WHAT YOU ARE ASKED TO DO - Each line of the entries below that includes "show" belongs in your answer.

DATA EXTRACTS -
★ ★ ★ ★
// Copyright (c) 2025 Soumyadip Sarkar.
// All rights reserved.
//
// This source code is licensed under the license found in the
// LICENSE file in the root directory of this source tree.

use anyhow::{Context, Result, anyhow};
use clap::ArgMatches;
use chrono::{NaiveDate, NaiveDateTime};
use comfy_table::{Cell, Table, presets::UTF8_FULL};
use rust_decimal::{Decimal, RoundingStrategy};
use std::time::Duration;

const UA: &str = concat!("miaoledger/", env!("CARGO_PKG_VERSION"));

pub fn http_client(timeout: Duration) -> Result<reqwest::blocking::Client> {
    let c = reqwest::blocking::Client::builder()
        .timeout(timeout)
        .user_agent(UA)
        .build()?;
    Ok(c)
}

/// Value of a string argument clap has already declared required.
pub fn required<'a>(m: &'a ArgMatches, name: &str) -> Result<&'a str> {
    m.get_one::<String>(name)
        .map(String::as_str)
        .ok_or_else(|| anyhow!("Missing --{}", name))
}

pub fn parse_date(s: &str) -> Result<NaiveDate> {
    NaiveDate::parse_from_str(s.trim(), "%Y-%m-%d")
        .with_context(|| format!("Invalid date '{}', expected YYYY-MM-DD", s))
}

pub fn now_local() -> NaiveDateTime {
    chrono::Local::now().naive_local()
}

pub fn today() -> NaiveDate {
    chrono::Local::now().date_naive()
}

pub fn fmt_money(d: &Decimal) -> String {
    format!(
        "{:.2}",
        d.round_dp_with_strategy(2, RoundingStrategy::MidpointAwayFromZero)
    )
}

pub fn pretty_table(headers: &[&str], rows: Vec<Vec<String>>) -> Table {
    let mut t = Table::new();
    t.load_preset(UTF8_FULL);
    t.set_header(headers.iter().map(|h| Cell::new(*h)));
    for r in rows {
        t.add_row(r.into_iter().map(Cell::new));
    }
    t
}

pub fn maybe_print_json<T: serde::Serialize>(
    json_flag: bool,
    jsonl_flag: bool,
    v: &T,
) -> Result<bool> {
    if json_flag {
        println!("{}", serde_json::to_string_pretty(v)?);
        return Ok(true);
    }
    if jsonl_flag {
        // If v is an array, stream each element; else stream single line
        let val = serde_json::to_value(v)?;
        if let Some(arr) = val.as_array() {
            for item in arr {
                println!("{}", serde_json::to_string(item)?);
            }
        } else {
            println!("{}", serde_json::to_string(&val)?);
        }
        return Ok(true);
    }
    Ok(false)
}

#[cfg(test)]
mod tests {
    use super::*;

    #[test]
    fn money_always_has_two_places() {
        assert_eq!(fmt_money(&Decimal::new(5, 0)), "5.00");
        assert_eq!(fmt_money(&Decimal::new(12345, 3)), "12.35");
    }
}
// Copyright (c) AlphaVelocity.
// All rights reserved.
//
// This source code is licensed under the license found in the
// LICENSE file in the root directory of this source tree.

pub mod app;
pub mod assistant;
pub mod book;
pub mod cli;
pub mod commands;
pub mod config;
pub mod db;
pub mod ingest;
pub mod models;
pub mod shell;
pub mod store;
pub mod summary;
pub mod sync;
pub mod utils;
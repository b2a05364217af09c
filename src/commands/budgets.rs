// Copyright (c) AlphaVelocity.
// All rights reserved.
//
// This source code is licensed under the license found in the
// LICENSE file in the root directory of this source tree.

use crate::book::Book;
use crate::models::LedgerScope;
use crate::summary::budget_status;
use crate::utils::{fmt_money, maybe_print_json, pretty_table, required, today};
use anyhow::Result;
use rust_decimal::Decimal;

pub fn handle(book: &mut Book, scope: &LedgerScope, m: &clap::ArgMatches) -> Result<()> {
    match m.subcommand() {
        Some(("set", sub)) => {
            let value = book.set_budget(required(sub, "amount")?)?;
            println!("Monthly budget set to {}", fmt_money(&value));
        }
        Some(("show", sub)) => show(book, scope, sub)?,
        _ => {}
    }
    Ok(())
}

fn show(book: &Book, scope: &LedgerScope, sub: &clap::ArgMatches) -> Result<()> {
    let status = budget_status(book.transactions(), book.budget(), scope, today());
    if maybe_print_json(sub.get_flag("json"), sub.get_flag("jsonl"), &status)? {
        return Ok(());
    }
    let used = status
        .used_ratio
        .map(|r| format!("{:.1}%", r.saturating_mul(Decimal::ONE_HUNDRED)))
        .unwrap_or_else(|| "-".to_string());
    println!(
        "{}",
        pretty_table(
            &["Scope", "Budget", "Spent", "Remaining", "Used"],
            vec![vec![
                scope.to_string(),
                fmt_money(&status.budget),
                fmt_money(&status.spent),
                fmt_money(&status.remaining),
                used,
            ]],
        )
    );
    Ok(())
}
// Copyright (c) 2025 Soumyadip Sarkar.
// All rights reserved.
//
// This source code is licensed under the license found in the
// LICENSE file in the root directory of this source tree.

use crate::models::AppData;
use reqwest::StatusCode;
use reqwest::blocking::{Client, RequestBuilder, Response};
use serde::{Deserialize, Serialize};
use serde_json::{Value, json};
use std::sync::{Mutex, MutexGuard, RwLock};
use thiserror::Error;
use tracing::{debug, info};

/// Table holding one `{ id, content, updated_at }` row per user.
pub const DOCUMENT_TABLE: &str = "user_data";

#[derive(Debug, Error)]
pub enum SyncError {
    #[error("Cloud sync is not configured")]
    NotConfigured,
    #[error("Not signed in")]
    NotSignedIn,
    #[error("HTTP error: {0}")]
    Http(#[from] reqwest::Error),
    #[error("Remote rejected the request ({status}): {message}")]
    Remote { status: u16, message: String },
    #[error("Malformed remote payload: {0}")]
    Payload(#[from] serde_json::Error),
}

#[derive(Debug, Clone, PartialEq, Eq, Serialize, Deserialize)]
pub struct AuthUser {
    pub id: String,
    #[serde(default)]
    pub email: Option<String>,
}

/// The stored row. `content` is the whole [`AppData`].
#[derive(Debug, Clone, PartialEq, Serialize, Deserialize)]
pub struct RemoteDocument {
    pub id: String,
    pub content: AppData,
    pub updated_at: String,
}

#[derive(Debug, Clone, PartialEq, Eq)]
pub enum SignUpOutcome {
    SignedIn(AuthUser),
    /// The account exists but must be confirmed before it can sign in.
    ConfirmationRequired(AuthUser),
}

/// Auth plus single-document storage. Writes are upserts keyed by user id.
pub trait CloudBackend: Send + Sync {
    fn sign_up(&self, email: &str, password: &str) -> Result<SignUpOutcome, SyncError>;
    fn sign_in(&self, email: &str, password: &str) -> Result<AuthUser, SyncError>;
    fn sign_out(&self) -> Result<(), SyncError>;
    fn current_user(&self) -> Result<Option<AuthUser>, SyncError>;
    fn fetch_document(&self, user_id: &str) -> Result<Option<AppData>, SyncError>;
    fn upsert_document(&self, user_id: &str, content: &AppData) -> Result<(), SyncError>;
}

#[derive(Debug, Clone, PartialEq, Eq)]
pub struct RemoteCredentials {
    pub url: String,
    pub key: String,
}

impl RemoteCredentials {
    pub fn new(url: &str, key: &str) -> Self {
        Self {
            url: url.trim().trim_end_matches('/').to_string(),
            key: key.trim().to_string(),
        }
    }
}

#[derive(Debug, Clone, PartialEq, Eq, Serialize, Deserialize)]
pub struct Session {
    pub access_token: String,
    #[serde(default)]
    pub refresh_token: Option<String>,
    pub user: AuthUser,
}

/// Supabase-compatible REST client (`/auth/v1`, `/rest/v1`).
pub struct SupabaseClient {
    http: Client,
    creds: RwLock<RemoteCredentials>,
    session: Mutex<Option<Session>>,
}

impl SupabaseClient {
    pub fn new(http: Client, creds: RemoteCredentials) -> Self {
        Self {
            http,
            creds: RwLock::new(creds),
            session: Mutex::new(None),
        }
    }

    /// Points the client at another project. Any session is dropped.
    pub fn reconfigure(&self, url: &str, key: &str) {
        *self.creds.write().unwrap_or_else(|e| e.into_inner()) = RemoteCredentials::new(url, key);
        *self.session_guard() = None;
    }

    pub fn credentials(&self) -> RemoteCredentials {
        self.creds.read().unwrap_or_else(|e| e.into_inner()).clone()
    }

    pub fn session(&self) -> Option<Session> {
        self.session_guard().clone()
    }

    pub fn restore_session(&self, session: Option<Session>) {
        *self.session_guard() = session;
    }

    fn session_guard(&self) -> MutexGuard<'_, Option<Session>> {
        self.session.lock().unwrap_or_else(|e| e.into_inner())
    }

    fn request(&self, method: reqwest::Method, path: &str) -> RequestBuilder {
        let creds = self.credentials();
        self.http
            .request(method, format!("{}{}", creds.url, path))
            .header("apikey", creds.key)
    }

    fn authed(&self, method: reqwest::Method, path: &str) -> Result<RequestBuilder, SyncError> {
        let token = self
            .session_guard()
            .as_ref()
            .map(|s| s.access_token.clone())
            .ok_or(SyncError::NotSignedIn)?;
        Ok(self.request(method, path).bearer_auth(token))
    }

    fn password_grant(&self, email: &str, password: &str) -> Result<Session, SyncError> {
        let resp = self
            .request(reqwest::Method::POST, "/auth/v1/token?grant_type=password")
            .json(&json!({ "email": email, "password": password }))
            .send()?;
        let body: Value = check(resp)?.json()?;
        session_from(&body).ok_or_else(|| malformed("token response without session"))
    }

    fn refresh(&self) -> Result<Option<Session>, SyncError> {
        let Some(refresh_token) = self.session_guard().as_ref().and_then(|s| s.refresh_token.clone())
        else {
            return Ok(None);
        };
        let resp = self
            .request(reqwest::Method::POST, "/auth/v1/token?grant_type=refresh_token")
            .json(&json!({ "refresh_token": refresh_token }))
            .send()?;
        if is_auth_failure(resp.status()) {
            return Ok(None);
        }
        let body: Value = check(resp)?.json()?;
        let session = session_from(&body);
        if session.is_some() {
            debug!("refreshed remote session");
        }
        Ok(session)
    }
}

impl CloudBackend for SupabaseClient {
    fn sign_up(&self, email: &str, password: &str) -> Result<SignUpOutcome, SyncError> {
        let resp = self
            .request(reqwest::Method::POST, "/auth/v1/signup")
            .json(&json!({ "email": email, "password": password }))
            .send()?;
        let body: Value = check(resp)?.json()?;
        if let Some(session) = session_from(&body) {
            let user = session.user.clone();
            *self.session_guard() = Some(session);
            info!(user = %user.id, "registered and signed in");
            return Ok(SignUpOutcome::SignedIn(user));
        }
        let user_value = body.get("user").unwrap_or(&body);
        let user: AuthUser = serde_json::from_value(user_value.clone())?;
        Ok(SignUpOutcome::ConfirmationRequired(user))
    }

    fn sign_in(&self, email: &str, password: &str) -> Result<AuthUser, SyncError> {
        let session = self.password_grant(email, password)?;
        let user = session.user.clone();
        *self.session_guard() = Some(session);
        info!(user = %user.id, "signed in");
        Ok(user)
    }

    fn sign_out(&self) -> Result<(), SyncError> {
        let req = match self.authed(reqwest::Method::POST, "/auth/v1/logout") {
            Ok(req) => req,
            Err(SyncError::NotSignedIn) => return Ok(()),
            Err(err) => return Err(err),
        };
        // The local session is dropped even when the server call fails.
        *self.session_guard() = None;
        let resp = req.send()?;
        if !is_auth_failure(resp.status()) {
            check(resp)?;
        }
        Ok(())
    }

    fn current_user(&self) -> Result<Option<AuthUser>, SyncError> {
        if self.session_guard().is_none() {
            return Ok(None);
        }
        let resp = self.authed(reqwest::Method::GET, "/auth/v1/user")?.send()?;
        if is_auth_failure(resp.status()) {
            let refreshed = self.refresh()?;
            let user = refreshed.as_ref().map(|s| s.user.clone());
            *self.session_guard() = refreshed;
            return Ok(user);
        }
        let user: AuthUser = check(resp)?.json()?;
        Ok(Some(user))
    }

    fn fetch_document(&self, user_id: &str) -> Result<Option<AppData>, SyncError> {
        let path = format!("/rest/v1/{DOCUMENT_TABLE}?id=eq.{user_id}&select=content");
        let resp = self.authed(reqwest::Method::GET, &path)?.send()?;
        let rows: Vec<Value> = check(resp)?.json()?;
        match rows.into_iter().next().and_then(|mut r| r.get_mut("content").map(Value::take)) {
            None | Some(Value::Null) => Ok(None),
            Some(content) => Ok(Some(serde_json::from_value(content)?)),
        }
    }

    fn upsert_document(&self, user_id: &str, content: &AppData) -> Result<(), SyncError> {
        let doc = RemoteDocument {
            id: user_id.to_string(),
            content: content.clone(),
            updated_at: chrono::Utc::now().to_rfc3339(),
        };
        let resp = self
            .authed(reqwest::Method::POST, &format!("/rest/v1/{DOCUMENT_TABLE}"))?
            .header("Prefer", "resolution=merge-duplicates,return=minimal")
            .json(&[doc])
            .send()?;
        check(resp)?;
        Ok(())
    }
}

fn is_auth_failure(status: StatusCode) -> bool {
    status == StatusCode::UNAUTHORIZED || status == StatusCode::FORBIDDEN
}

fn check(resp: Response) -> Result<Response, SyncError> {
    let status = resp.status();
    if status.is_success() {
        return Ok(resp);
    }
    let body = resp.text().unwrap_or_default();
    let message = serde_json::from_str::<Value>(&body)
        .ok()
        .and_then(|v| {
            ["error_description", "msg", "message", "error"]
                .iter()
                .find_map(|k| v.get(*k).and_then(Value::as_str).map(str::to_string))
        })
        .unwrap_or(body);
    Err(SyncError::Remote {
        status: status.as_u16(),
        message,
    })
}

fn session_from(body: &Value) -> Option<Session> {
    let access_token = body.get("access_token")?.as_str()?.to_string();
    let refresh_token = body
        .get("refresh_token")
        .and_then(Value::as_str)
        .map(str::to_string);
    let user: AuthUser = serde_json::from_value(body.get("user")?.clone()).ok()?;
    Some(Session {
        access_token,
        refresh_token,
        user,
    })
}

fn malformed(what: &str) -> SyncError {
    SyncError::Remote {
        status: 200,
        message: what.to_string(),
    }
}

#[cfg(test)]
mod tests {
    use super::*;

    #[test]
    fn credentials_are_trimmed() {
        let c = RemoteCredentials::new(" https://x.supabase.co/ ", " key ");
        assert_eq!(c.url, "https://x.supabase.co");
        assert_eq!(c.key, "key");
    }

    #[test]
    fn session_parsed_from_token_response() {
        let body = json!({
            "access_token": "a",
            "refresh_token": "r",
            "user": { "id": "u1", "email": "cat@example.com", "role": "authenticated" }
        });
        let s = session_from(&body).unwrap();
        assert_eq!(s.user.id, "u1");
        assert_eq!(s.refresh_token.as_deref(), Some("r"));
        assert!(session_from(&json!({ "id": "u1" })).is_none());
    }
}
★ ★ ★ ★
WRITTEN SOLUTION -
        Some(("show", sub)) => show(book, scope, sub)?,
fn show(book: &Book, scope: &LedgerScope, sub: &clap::ArgMatches) -> Result<()> {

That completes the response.